Addressing key challenges to meeting clearance deadlines under the anti-personnel mine ban convention and the convention on cluster munitions

Report
from Anti-Personnel Mine Ban Convention
Published on 22 Mar 2013 View Original

Kerry Brinkert, Director of the Anti-Personnel Mine Ban Convention Implementation support Unit, Addis Ababa, Ethiopia.

Ratifying or acceding to an international convention is a profound exercise in State sovereignty. It implies that a State agrees to be legally bound to act in accordance with certain norms that have been accepted by the international community.
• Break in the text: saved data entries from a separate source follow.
//! The map document: the in-memory entity graph
//!
//! The document owns every entity. Everything else (mutations, scans, the
//! clone engine, UI layers) holds `EntityRef`s and resolves them here.

use crate::config::EditorConfig;
use crate::core::{
    AiTriggerType, DocEntity, Entity, EntityId, EntityRef, EntityStore, House, HouseType,
    IdAllocator, LocalVariable, Script, Tag, TaskForce, TeamType, Trigger, Waypoint, WaypointId,
};
use crate::edit::logger::EditLogger;
use crate::{EditError, Result};
use serde::{Deserialize, Serialize};
use std::collections::BTreeMap;

#[derive(Debug, Clone, Default, Serialize, Deserialize)]
pub struct MapDocument {
    pub houses: EntityStore<House>,
    pub house_types: EntityStore<HouseType>,
    pub task_forces: EntityStore<TaskForce>,
    pub team_types: EntityStore<TeamType>,
    pub scripts: EntityStore<Script>,
    pub triggers: EntityStore<Trigger>,
    pub tags: EntityStore<Tag>,
    pub ai_triggers: EntityStore<AiTriggerType>,

    /// Keyed by waypoint number
    pub waypoints: BTreeMap<u32, Waypoint>,

    /// Keyed by variable index
    pub local_variables: BTreeMap<u32, LocalVariable>,

    /// Id source; reseeded from the loaded ids after deserialization
    #[serde(skip)]
    pub allocator: IdAllocator,

    #[serde(skip)]
    pub config: EditorConfig,

    #[serde(skip)]
    pub logger: EditLogger,
}

impl MapDocument {
    pub fn new() -> Self {
        Self::default()
    }

    pub fn with_config(config: EditorConfig) -> Self {
        MapDocument {
            config,
            ..Self::default()
        }
    }

    /// Highest allocator-issued id present in any collection
    pub fn max_entity_id(&self) -> Option<EntityId> {
        [
            self.houses.max_id(),
            self.house_types.max_id(),
            self.task_forces.max_id(),
            self.team_types.max_id(),
            self.scripts.max_id(),
            self.triggers.max_id(),
            self.tags.max_id(),
            self.ai_triggers.max_id(),
        ]
        .into_iter()
        .flatten()
        .max()
    }

    /// Make sure fresh ids cannot collide with loaded ones
    pub fn seed_allocator(&self) {
        if let Some(max) = self.max_entity_id() {
            self.allocator.seed(max);
        }
    }

    pub fn contains(&self, target: EntityRef) -> bool {
        match target {
            EntityRef::House(id) => self.houses.contains(id),
            EntityRef::HouseType(id) => self.house_types.contains(id),
            EntityRef::TaskForce(id) => self.task_forces.contains(id),
            EntityRef::TeamType(id) => self.team_types.contains(id),
            EntityRef::Script(id) => self.scripts.contains(id),
            EntityRef::Trigger(id) => self.triggers.contains(id),
            EntityRef::Tag(id) => self.tags.contains(id),
            EntityRef::AiTrigger(id) => self.ai_triggers.contains(id),
            EntityRef::Waypoint(wp) => self.waypoints.contains_key(&wp.as_u32()),
            EntityRef::LocalVariable(index) => self.local_variables.contains_key(&index),
        }
    }

    /// Owned copy of an entity
    pub fn get_entity(&self, target: EntityRef) -> Option<Entity> {
        match target {
            EntityRef::House(id) => self.houses.get(id).cloned().map(Entity::House),
            EntityRef::HouseType(id) => self.house_types.get(id).cloned().map(Entity::HouseType),
            EntityRef::TaskForce(id) => self.task_forces.get(id).cloned().map(Entity::TaskForce),
            EntityRef::TeamType(id) => self.team_types.get(id).cloned().map(Entity::TeamType),
            EntityRef::Script(id) => self.scripts.get(id).cloned().map(Entity::Script),
            EntityRef::Trigger(id) => self.triggers.get(id).cloned().map(Entity::Trigger),
            EntityRef::Tag(id) => self.tags.get(id).cloned().map(Entity::Tag),
            EntityRef::AiTrigger(id) => self.ai_triggers.get(id).cloned().map(Entity::AiTrigger),
            EntityRef::Waypoint(wp) => self
                .waypoints
                .get(&wp.as_u32())
                .copied()
                .map(Entity::Waypoint),
            EntityRef::LocalVariable(index) => self
                .local_variables
                .get(&index)
                .cloned()
                .map(Entity::LocalVariable),
        }
    }

    /// Human-readable name of an entity, if present
    pub fn entity_name(&self, target: EntityRef) -> Option<String> {
        match target {
            EntityRef::House(id) => self.houses.get(id).map(|e| e.name.clone()),
            EntityRef::HouseType(id) => self.house_types.get(id).map(|e| e.name.clone()),
            EntityRef::TaskForce(id) => self.task_forces.get(id).map(|e| e.name.clone()),
            EntityRef::TeamType(id) => self.team_types.get(id).map(|e| e.name.clone()),
            EntityRef::Script(id) => self.scripts.get(id).map(|e| e.name.clone()),
            EntityRef::Trigger(id) => self.triggers.get(id).map(|e| e.name.clone()),
            EntityRef::Tag(id) => self.tags.get(id).map(|e| e.name.clone()),
            EntityRef::AiTrigger(id) => self.ai_triggers.get(id).map(|e| e.name.clone()),
            EntityRef::Waypoint(wp) => self.waypoints.get(&wp.as_u32()).map(|w| w.id.to_string()),
            EntityRef::LocalVariable(index) => {
                self.local_variables.get(&index).map(|v| v.name.clone())
            }
        }
    }

    /// Insert into the owning collection; the key must be free
    pub fn insert_entity(&mut self, entity: Entity) -> Result<()> {
        match entity {
            Entity::House(e) => self.houses.insert(e),
            Entity::HouseType(e) => self.house_types.insert(e),
            Entity::TaskForce(e) => self.task_forces.insert(e),
            Entity::TeamType(e) => self.team_types.insert(e),
            Entity::Script(e) => self.scripts.insert(e),
            Entity::Trigger(e) => self.triggers.insert(e),
            Entity::Tag(e) => self.tags.insert(e),
            Entity::AiTrigger(e) => self.ai_triggers.insert(e),
            Entity::Waypoint(w) => {
                let key = w.id.as_u32();
                if self.waypoints.contains_key(&key) {
                    return Err(EditError::IntegrityViolation(format!(
                        "waypoint {key} is already in use"
                    )));
                }
                self.waypoints.insert(key, w);
                Ok(())
            }
            Entity::LocalVariable(v) => {
                let key = v.index;
                if self.local_variables.contains_key(&key) {
                    return Err(EditError::IntegrityViolation(format!(
                        "local variable {key} is already in use"
                    )));
                }
                self.local_variables.insert(key, v);
                Ok(())
            }
        }
    }

    /// Physically remove from the owning collection
    ///
    /// Does not touch references; callers go through the integrity resolver.
    pub fn remove_entity(&mut self, target: EntityRef) -> Result<Entity> {
        let removed = match target {
            EntityRef::House(id) => self.houses.remove(id).map(Entity::House),
            EntityRef::HouseType(id) => self.house_types.remove(id).map(Entity::HouseType),
            EntityRef::TaskForce(id) => self.task_forces.remove(id).map(Entity::TaskForce),
            EntityRef::TeamType(id) => self.team_types.remove(id).map(Entity::TeamType),
            EntityRef::Script(id) => self.scripts.remove(id).map(Entity::Script),
            EntityRef::Trigger(id) => self.triggers.remove(id).map(Entity::Trigger),
            EntityRef::Tag(id) => self.tags.remove(id).map(Entity::Tag),
            EntityRef::AiTrigger(id) => self.ai_triggers.remove(id).map(Entity::AiTrigger),
            EntityRef::Waypoint(wp) => self.waypoints.remove(&wp.as_u32()).map(Entity::Waypoint),
            EntityRef::LocalVariable(index) => {
                self.local_variables.remove(&index).map(Entity::LocalVariable)
            }
        };
        removed.ok_or(EditError::EntityNotFound(target))
    }

    pub fn house_by_name(&self, name: &str) -> Option<&House> {
        self.houses.find_by_name(name)
    }

    pub fn waypoint(&self, id: WaypointId) -> Option<&Waypoint> {
        self.waypoints.get(&id.as_u32())
    }

    /// Houses backed by the given house type
    pub fn house_type_owners(&self, house_type: EntityId) -> Vec<EntityId> {
        self.houses
            .iter_ordered()
            .filter(|h| h.house_type == Some(house_type))
            .map(|h| h.id)
            .collect()
    }

    /// Verify that every id reference points at a live entity
    ///
    /// A failure means the resolver was bypassed somewhere upstream.
    pub fn check_integrity(&self) -> Result<()> {
        let dangling = |holder: EntityRef, field: &str, target: EntityRef| {
            EditError::IntegrityViolation(format!("{holder} {field} points at missing {target}"))
        };

        for house in self.houses.iter_ordered() {
            if let Some(ht) = house.house_type {
                if !self.house_types.contains(ht) {
                    return Err(dangling(
                        EntityRef::House(house.id),
                        "house type",
                        EntityRef::HouseType(ht),
                    ));
                }
            }
        }

        for team in self.team_types.iter_ordered() {
            let holder = EntityRef::TeamType(team.id);
            let checks = [
                ("task force", team.task_force.map(EntityRef::TaskForce)),
                ("script", team.script.map(EntityRef::Script)),
                ("tag", team.tag.map(EntityRef::Tag)),
                ("house type", team.house_type.map(EntityRef::HouseType)),
                ("waypoint", team.waypoint.map(EntityRef::Waypoint)),
                (
                    "transport waypoint",
                    team.transport_waypoint.map(EntityRef::Waypoint),
                ),
            ];
            for (field, target) in checks {
                if let Some(target) = target {
                    if !self.contains(target) {
                        return Err(dangling(holder, field, target));
                    }
                }
            }
        }

        for ai in self.ai_triggers.iter_ordered() {
            for (field, team) in [("primary team", ai.primary_team), ("secondary team", ai.secondary_team)] {
                if let Some(team) = team {
                    if !self.team_types.contains(team) {
                        return Err(dangling(
                            EntityRef::AiTrigger(ai.id),
                            field,
                            EntityRef::TeamType(team),
                        ));
                    }
                }
            }
        }

        for tag in self.tags.iter_ordered() {
            if !self.triggers.contains(tag.trigger) {
                return Err(dangling(
                    EntityRef::Tag(tag.id),
                    "trigger",
                    EntityRef::Trigger(tag.trigger),
                ));
            }
        }

        for trigger in self.triggers.iter_ordered() {
            if let Some(attached) = trigger.attached {
                if !self.triggers.contains(attached) {
                    return Err(dangling(
                        EntityRef::Trigger(trigger.id),
                        "attached trigger",
                        EntityRef::Trigger(attached),
                    ));
                }
            }
        }

        Ok(())
    }

    /// One-line collection counts
    pub fn summary(&self) -> String {
        format!(
            "{} houses, {} house types, {} task forces, {} team types, {} scripts, \
             {} triggers, {} tags, {} AI triggers, {} waypoints, {} local variables",
            self.houses.len(),
            self.house_types.len(),
            self.task_forces.len(),
            self.team_types.len(),
            self.scripts.len(),
            self.triggers.len(),
            self.tags.len(),
            self.ai_triggers.len(),
            self.waypoints.len(),
            self.local_variables.len(),
        )
    }
}

/// Documents compare by content only; allocator position, config and
/// captured logs are session state.
impl PartialEq for MapDocument {
    fn eq(&self, other: &Self) -> bool {
        self.houses == other.houses
            && self.house_types == other.house_types
            && self.task_forces == other.task_forces
            && self.team_types == other.team_types
            && self.scripts == other.scripts
            && self.triggers == other.triggers
            && self.tags == other.tags
            && self.ai_triggers == other.ai_triggers
            && self.waypoints == other.waypoints
            && self.local_variables == other.local_variables
    }
}

#[cfg(test)]
mod tests {
    use super::*;
    use crate::core::MapCell;

    #[test]
    fn test_insert_and_remove_by_ref() {
        let mut doc = MapDocument::new();
        let id = doc.allocator.allocate();
        doc.insert_entity(Entity::TaskForce(TaskForce::new(id, "TF1")))
            .unwrap();

        let target = EntityRef::TaskForce(id);
        assert!(doc.contains(target));
        assert_eq!(doc.entity_name(target).as_deref(), Some("TF1"));

        let removed = doc.remove_entity(target).unwrap();
        assert_eq!(removed.entity_ref(), target);
        assert!(matches!(
            doc.remove_entity(target),
            Err(EditError::EntityNotFound(_))
        ));
    }

    #[test]
    fn test_waypoint_keys_are_unique() {
        let mut doc = MapDocument::new();
        doc.insert_entity(Entity::Waypoint(Waypoint::new(3, MapCell::new(1, 1))))
            .unwrap();
        let again = doc.insert_entity(Entity::Waypoint(Waypoint::new(3, MapCell::new(2, 2))));
        assert!(matches!(again, Err(EditError::IntegrityViolation(_))));
    }

    #[test]
    fn test_seed_allocator_after_manual_inserts() {
        let mut doc = MapDocument::new();
        doc.insert_entity(Entity::Script(Script::new(EntityId::new(1_500_000), "S")))
            .unwrap();
        doc.seed_allocator();
        assert_eq!(doc.allocator.allocate(), EntityId::new(1_500_001));
    }

    #[test]
    fn test_check_integrity_reports_dangling_reference() {
        let mut doc = MapDocument::new();
        let team_id = doc.allocator.allocate();
        let missing = doc.allocator.allocate();
        doc.insert_entity(Entity::TeamType(
            TeamType::new(team_id, "TT").with_task_force(missing),
        ))
        .unwrap();
        assert!(matches!(
            doc.check_integrity(),
            Err(EditError::IntegrityViolation(_))
        ));
    }

    #[test]
    fn test_equality_ignores_allocator() {
        let a = MapDocument::new();
        let b = MapDocument::new();
        b.allocator.allocate();
        assert_eq!(a, b);
    }
}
When a State agrees to be bound by the Anti-Personnel Mine Ban Convention, it accepts that it shall never, under any circumstances, use, produce, stockpile or transfer anti-personnel mines.

Fulfilling these negative obligations, that is, complying with what one has accepted that one must not do, is arguably relatively easy: One complies by not acting, by not doing those things that one has agreed that it will never do.

However, in addition to accepting that there are certain things that one must not do, States that have ratified or acceded to the Convention also accept that there are certain things that States must do.

Compliance with positive obligations is something that Africa States Parties to the Anti-Personnel Mine Ban Convention know is much more complicated. Rather than not acting, compliance with positive obligations means carrying out a range of actions together which we could call implementation.

Another way to look at implementation is to see that it is the nexus between the words on paper that have nicely been assembled in a treaty negotiation process and practical realities of ensuring that these words have a meaningful effect.

There are a number of words on paper that were nicely assembled in September 1997 when the Anti-Personnel Mine Ban Convention was negotiated that concern emplaced anti-personnel mines under a State’s jurisdiction or control.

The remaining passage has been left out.